*** Opening of Exercise inputs ***

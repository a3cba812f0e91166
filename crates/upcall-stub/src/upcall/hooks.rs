use std::fmt;
use std::sync::Arc;
use std::sync::atomic::{AtomicU64, Ordering};

use crate::abi::{METHOD_FROM_COMPILED_OFFSET, WEAK_HANDLE_TAG};
use crate::{Error, Result};

/// Calling convention an external entry point expects.
#[derive(Debug, Clone, Copy, PartialEq, Eq)]
pub enum EntryAbi {
    Native,
    Runtime,
}

/// A callable code address the stub may branch to.
#[derive(Debug, Clone, PartialEq, Eq)]
pub struct ExternalEntry {
    name: String,
    abi: EntryAbi,
    address: u64,
}

impl ExternalEntry {
    #[must_use]
    pub fn new(name: impl Into<String>, abi: EntryAbi, address: u64) -> Self {
        Self {
            name: name.into(),
            abi,
            address,
        }
    }

    #[must_use]
    pub fn native(name: impl Into<String>, address: u64) -> Self {
        Self::new(name, EntryAbi::Native, address)
    }

    #[must_use]
    pub fn name(&self) -> &str {
        &self.name
    }

    #[must_use]
    pub const fn abi(&self) -> EntryAbi {
        self.abi
    }

    #[must_use]
    pub const fn address(&self) -> u64 {
        self.address
    }
}

/// Runtime services the stub calls around the target.
#[derive(Debug, Clone, PartialEq, Eq)]
pub struct UpcallHooks {
    /// `on_entry(frame_data) -> thread`: attach the thread, set up handles.
    pub on_entry: ExternalEntry,
    /// `on_exit(frame_data)`: undo `on_entry`.
    pub on_exit: ExternalEntry,
    /// `handle_uncaught_exception(exception)`: never returns normally.
    pub handle_uncaught_exception: ExternalEntry,
}

impl UpcallHooks {
    pub fn validate(&self) -> Result<()> {
        for hook in [&self.on_entry, &self.on_exit, &self.handle_uncaught_exception] {
            if hook.abi() != EntryAbi::Native {
                return Err(Error::InvalidDescriptor(format!(
                    "hook {} must be callable with the native ABI",
                    hook.name()
                )));
            }
        }
        Ok(())
    }
}

/// The single word the runtime rewrites when a method is (re)compiled.
///
/// Written with release ordering, read with acquire ordering, so a stub that
/// observes a new entry also observes the code it points to.
#[derive(Debug, Default)]
pub struct CalleeTarget(AtomicU64);

impl CalleeTarget {
    #[must_use]
    pub const fn new(entry: u64) -> Self {
        Self(AtomicU64::new(entry))
    }

    #[must_use]
    pub fn load(&self) -> u64 {
        self.0.load(Ordering::Acquire)
    }

    pub fn retarget(&self, entry: u64) {
        self.0.store(entry, Ordering::Release);
    }
}

/// Identity of the managed method a stub calls.
#[derive(Debug, Clone)]
pub struct TargetMethod {
    name: String,
    metadata: u64,
    entry: Arc<CalleeTarget>,
}

impl TargetMethod {
    #[must_use]
    pub fn new(name: impl Into<String>, metadata: u64, entry: Arc<CalleeTarget>) -> Self {
        Self {
            name: name.into(),
            metadata,
            entry,
        }
    }

    #[must_use]
    pub fn name(&self) -> &str {
        &self.name
    }

    /// Address of the method metadata; loaded into the method register.
    #[must_use]
    pub const fn metadata(&self) -> u64 {
        self.metadata
    }

    /// Address of the callee-target cell inside the metadata.
    #[must_use]
    pub const fn callee_target_address(&self) -> u64 {
        self.metadata
            .wrapping_add_signed(METHOD_FROM_COMPILED_OFFSET as i64)
    }

    #[must_use]
    pub fn callee_target(&self) -> &Arc<CalleeTarget> {
        &self.entry
    }
}

impl PartialEq for TargetMethod {
    fn eq(&self, other: &Self) -> bool {
        self.name == other.name
            && self.metadata == other.metadata
            && Arc::ptr_eq(&self.entry, &other.entry)
    }
}

impl Eq for TargetMethod {}

/// Opaque reference to the receiver object, embedded in the stub as an
/// immediate. Weak handles carry `WEAK_HANDLE_TAG` in their low bit.
#[derive(Debug, Clone, Copy, PartialEq, Eq, Hash)]
pub struct ReceiverHandle(u64);

impl ReceiverHandle {
    #[must_use]
    pub const fn new(raw: u64) -> Self {
        Self(raw)
    }

    #[must_use]
    pub const fn weak(raw: u64) -> Self {
        Self(raw | WEAK_HANDLE_TAG)
    }

    #[must_use]
    pub const fn raw(self) -> u64 {
        self.0
    }

    #[must_use]
    pub const fn is_weak(self) -> bool {
        self.0 & WEAK_HANDLE_TAG != 0
    }

    /// Address of the slot holding the referenced object.
    #[must_use]
    pub const fn slot_address(self) -> u64 {
        self.0 & !WEAK_HANDLE_TAG
    }
}

impl fmt::Display for ReceiverHandle {
    fn fmt(&self, f: &mut fmt::Formatter<'_>) -> fmt::Result {
        write!(f, "{:#x}{}", self.slot_address(), if self.is_weak() { " (weak)" } else { "" })
    }
}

*** Close of Exercise inputs ***

Work to be completed
For the word "Result", return every line of the records that holds it.

Reply
use crate::{Error, Result};
    pub fn validate(&self) -> Result<()> {
    fn fmt(&self, f: &mut fmt::Formatter<'_>) -> fmt::Result {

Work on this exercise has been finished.